REQUIRED WORK
Nothing past the line containing "a stable identity" belongs in the output. Copy exactly every line of the data below from the first up to and including it.

MATERIAL PROVIDED
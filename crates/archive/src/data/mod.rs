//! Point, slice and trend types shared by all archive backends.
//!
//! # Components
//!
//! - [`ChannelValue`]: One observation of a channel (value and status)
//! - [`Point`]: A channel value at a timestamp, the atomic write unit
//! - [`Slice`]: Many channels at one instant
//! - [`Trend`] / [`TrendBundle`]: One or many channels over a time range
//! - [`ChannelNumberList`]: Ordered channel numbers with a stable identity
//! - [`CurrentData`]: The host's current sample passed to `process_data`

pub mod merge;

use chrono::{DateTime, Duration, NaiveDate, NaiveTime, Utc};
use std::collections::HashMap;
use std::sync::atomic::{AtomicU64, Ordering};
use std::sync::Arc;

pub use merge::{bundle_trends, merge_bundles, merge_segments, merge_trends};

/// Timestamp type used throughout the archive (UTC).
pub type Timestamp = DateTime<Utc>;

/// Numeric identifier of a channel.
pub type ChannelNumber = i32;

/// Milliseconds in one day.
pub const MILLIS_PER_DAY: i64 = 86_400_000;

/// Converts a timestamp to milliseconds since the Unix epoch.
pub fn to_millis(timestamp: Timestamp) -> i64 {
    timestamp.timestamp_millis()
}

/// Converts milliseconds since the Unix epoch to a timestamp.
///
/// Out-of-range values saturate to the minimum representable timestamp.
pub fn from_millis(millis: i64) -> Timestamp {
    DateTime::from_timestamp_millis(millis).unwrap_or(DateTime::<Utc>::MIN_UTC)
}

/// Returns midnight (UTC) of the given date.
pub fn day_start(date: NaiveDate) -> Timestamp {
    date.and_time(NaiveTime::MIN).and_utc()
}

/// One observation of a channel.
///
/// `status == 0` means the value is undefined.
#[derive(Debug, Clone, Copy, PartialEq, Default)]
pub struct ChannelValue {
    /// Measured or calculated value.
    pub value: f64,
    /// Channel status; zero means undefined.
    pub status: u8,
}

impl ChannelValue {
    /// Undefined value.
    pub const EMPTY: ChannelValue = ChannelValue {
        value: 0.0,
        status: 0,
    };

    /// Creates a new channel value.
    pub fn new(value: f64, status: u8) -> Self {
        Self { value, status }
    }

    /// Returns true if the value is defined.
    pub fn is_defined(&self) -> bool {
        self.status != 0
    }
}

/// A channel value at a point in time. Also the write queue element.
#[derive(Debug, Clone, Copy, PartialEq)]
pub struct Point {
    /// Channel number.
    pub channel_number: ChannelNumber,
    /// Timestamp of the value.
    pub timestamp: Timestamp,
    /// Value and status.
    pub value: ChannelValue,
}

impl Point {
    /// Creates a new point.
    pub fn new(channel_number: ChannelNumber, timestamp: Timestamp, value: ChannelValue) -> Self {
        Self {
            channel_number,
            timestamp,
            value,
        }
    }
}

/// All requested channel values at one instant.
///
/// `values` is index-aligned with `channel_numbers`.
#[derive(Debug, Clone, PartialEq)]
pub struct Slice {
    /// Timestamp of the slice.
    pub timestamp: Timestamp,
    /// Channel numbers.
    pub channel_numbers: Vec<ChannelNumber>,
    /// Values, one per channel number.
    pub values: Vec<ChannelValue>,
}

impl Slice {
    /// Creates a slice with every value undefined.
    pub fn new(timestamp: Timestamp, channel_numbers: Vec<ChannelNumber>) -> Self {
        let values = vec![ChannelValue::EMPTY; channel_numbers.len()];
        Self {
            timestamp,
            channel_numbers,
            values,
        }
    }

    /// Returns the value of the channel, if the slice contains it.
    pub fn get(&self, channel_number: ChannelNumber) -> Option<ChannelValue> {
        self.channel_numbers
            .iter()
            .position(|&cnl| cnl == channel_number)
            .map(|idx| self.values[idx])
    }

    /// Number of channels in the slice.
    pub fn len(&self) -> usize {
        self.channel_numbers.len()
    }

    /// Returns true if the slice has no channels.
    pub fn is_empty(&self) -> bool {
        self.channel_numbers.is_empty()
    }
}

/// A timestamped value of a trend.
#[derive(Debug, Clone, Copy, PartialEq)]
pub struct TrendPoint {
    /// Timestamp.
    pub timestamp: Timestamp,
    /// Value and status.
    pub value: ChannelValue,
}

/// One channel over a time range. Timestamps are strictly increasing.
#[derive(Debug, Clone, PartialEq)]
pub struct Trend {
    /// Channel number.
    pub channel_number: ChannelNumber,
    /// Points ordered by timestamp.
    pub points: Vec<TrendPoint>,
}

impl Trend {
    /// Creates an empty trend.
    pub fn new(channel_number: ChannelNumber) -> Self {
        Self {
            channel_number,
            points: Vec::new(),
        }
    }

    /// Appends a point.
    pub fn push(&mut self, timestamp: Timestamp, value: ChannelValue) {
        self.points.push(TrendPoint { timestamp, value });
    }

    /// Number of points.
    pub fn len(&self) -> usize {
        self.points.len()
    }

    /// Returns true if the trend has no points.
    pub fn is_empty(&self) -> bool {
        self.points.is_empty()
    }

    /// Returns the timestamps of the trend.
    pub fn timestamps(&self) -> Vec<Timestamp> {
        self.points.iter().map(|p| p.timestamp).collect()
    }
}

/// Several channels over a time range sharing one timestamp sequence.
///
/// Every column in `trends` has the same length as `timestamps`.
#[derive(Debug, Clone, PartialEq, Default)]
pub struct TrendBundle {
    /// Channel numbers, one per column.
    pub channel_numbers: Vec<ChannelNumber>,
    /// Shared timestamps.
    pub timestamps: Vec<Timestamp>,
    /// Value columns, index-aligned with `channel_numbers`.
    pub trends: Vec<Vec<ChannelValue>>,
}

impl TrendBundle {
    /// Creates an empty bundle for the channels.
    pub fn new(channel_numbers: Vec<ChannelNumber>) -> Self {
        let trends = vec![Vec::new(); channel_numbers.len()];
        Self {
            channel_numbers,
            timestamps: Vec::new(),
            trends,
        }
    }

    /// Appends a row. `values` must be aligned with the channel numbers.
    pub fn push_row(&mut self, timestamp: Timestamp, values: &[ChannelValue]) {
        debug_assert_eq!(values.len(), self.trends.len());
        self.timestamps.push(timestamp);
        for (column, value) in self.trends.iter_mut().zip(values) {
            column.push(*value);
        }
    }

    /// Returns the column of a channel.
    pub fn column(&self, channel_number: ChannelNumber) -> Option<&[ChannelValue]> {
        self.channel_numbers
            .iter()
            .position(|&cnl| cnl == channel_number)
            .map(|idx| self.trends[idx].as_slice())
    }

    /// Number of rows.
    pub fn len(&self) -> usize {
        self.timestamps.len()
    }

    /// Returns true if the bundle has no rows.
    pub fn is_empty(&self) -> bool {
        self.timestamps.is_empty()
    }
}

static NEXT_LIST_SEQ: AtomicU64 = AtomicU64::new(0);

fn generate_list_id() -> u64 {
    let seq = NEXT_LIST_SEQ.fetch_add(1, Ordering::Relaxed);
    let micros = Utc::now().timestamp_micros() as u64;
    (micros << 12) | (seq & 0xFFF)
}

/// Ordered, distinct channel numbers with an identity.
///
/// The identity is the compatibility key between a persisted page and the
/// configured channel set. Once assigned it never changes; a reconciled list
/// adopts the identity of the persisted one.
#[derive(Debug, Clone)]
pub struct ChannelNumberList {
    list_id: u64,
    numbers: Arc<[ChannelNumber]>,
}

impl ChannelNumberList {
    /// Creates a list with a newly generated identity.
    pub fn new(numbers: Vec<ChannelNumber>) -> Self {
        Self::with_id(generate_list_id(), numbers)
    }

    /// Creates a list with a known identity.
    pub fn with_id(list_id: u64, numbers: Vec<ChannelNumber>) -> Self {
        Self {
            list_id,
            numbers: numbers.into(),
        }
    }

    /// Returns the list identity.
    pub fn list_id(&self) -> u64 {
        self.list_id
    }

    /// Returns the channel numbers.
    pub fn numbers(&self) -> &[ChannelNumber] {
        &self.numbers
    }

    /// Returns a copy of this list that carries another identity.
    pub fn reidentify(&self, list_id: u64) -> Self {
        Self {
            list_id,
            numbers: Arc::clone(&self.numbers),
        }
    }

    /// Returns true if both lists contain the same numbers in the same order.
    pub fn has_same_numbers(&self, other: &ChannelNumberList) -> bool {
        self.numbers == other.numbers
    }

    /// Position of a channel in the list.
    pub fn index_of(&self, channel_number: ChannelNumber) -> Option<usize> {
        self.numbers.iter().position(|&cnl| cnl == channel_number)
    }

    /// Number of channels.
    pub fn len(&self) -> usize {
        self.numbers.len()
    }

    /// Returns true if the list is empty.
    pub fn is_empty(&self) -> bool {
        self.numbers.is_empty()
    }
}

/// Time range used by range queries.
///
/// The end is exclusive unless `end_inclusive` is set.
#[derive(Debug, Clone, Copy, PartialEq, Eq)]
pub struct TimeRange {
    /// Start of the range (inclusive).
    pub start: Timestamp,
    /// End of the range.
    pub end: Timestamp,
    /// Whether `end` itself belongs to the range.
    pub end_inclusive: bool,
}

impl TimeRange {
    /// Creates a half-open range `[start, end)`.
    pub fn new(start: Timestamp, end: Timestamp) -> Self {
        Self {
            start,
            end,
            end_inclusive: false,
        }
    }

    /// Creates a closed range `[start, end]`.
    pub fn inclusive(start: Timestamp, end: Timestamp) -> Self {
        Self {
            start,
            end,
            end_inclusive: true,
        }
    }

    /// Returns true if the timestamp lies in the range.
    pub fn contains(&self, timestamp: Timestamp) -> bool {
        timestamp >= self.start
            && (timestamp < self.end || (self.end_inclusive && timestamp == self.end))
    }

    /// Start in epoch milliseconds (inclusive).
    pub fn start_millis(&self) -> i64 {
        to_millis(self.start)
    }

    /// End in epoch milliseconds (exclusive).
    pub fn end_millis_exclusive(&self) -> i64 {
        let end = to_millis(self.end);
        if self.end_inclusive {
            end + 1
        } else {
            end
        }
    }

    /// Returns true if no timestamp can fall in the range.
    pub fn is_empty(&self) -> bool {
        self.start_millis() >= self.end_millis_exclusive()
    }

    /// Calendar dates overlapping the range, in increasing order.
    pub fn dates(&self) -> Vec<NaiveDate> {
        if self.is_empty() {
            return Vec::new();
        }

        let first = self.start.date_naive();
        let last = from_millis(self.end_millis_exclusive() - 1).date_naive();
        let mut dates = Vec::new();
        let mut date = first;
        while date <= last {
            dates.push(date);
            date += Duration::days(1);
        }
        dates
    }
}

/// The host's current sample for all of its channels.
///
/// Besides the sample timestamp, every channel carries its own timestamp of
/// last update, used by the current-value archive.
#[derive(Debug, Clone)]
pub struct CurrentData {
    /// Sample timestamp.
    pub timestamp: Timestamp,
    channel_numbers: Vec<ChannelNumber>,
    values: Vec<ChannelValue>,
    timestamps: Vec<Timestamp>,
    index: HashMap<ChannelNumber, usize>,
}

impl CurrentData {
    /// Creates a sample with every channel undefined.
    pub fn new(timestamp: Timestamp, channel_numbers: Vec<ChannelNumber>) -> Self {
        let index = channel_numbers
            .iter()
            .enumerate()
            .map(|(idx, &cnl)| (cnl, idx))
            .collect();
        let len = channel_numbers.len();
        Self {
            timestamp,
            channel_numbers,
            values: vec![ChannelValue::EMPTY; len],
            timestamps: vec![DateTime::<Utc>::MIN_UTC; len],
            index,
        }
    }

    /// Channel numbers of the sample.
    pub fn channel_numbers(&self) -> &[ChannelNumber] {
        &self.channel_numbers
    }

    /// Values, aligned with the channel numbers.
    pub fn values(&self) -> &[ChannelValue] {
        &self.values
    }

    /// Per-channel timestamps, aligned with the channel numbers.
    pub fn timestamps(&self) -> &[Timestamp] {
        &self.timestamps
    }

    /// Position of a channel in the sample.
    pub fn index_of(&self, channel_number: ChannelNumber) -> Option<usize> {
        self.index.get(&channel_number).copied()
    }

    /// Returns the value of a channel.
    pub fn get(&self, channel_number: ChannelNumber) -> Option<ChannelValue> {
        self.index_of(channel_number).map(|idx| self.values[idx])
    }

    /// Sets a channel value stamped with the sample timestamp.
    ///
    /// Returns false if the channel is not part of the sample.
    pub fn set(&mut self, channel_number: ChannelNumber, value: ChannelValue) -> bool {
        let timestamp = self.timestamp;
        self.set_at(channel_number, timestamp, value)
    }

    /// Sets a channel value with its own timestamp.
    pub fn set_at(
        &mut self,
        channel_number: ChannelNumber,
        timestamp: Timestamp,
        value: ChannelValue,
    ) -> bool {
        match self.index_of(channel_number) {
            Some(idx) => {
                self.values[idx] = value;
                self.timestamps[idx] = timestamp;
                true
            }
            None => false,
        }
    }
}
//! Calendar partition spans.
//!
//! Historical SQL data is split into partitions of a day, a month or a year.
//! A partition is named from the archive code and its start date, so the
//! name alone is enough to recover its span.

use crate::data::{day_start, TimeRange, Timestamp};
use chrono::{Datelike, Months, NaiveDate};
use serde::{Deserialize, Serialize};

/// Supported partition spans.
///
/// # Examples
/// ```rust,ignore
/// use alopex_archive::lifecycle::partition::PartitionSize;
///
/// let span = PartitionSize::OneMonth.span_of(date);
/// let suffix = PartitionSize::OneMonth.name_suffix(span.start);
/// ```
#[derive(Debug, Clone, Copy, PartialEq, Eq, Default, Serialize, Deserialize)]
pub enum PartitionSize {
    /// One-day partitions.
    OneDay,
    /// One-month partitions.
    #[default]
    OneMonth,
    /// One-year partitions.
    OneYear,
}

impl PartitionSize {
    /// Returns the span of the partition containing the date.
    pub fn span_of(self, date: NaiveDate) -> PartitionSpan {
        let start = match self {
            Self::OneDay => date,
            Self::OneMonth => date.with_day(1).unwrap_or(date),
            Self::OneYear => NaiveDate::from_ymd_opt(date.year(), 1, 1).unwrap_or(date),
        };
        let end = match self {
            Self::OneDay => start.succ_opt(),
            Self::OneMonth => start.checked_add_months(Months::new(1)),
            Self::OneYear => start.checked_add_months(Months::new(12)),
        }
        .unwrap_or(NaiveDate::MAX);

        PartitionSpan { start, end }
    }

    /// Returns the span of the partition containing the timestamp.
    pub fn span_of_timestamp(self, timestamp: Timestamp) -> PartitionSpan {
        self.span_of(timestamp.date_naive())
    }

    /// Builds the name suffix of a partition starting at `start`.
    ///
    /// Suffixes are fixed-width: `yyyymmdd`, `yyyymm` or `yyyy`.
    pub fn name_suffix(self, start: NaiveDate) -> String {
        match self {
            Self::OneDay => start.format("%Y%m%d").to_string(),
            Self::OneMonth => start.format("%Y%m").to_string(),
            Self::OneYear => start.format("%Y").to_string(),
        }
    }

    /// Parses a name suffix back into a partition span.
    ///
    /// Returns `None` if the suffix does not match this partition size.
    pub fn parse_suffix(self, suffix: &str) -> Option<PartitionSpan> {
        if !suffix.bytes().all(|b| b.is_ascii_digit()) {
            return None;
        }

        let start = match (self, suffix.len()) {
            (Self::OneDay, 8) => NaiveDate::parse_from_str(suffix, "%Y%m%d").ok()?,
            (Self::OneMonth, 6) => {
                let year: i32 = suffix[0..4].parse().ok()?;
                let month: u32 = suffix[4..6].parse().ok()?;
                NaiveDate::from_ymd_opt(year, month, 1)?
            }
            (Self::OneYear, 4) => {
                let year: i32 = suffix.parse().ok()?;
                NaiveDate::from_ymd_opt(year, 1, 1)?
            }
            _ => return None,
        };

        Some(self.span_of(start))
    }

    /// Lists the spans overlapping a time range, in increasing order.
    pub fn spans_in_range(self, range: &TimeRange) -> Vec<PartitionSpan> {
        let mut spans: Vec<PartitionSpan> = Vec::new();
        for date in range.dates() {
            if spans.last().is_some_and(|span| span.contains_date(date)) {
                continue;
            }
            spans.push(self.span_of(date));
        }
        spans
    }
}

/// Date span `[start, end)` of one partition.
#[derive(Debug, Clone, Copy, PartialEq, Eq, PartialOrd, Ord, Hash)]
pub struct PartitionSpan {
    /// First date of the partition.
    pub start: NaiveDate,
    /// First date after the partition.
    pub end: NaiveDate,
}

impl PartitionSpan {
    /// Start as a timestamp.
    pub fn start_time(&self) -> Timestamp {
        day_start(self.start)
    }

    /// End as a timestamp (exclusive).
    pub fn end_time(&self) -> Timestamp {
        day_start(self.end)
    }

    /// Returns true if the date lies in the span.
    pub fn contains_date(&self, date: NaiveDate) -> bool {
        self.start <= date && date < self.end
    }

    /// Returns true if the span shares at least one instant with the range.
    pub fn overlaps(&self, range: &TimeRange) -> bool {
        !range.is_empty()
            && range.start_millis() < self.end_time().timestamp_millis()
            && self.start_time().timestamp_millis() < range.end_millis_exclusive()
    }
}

EXERCISE ANSWER
filename crates/archive/src/data/mod.rs
//! Point, slice and trend types shared by all archive backends.
//!
//! # Components
//!
//! - [`ChannelValue`]: One observation of a channel (value and status)
//! - [`Point`]: A channel value at a timestamp, the atomic write unit
//! - [`Slice`]: Many channels at one instant
//! - [`Trend`] / [`TrendBundle`]: One or many channels over a time range
//! - [`ChannelNumberList`]: Ordered channel numbers with a stable identity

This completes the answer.